* REQUIRED WORK
Show every line below where "Ordering" can be found.

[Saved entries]
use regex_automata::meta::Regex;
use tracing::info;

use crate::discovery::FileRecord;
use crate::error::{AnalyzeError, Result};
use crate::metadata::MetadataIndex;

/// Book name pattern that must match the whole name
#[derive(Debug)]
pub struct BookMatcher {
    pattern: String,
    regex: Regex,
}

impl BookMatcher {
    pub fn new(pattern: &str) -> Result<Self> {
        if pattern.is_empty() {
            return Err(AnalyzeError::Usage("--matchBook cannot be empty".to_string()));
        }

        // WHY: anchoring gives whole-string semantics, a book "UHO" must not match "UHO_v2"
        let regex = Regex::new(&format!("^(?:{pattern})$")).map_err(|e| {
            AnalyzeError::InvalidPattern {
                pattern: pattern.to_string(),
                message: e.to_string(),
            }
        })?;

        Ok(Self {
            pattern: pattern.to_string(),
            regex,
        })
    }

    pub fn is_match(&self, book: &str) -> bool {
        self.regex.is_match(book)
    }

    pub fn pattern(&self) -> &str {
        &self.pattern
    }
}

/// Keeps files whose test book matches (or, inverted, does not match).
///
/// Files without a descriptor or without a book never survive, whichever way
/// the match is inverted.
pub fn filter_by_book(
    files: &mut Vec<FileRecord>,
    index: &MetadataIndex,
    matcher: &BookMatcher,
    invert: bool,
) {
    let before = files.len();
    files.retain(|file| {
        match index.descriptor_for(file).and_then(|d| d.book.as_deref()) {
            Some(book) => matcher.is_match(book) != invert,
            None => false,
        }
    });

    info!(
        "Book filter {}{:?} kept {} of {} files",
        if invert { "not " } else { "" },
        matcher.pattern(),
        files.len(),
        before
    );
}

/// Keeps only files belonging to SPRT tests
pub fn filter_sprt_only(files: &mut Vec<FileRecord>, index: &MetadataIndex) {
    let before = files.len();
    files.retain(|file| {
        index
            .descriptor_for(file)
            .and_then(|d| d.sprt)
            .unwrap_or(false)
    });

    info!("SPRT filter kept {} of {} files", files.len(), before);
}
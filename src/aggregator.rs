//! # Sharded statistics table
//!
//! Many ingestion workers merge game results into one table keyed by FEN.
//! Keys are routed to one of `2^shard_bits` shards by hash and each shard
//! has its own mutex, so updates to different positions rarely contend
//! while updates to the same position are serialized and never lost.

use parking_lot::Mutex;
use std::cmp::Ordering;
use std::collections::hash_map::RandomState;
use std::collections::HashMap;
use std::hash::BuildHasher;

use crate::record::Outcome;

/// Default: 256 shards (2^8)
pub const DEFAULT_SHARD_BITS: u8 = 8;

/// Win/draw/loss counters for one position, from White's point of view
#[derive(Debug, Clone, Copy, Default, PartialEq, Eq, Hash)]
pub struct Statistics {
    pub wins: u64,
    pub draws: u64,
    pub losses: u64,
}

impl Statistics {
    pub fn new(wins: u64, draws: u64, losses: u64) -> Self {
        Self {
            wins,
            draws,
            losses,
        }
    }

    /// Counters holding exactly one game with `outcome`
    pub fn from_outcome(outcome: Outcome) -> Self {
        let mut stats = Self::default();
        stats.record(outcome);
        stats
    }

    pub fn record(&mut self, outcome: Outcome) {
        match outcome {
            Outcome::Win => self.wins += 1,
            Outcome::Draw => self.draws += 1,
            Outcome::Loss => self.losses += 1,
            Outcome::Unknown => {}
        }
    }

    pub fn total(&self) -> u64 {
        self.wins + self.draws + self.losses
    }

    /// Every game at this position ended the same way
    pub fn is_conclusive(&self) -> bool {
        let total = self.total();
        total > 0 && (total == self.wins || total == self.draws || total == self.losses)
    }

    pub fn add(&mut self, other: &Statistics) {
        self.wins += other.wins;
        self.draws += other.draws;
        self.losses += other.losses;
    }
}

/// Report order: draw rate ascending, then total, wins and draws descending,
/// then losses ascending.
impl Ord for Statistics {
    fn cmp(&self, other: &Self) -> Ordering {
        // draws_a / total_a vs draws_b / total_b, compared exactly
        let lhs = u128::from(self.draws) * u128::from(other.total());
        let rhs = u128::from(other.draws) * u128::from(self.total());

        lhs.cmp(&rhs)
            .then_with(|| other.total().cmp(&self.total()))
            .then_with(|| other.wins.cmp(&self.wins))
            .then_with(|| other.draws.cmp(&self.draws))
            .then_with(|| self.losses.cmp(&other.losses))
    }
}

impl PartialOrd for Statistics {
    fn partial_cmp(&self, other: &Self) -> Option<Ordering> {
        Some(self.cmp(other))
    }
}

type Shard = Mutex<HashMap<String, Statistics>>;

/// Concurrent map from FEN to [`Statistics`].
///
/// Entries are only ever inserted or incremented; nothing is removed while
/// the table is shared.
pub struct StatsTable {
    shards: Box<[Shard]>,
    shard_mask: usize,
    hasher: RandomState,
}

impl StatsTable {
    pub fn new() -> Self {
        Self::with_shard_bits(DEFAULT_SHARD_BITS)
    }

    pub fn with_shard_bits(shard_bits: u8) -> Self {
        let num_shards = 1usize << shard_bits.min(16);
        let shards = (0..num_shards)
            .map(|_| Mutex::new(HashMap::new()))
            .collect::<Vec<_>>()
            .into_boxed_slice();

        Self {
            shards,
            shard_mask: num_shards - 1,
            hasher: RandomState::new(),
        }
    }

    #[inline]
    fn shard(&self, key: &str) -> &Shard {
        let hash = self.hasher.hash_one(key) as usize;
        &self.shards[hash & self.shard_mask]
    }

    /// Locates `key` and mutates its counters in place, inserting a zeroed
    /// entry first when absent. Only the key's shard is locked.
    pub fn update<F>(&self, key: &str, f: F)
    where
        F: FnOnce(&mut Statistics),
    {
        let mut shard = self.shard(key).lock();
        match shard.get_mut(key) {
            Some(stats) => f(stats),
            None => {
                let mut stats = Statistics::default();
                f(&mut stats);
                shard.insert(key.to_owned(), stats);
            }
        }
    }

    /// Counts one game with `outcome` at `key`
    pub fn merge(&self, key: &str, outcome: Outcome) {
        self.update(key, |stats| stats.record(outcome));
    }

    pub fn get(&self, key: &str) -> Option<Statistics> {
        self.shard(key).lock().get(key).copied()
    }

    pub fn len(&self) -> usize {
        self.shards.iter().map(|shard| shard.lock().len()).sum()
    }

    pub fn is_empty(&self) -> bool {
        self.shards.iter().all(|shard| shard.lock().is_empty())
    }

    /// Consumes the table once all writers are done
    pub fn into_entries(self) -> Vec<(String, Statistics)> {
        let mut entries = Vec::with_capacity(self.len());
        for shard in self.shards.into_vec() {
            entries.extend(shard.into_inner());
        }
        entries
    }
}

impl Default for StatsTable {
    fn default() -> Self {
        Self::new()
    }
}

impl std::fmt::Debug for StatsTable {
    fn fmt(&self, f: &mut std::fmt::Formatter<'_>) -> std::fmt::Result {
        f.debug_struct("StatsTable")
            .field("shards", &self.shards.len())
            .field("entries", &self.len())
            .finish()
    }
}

* SOLUTION
use std::cmp::Ordering;
    fn cmp(&self, other: &Self) -> Ordering {
    fn partial_cmp(&self, other: &Self) -> Option<Ordering> {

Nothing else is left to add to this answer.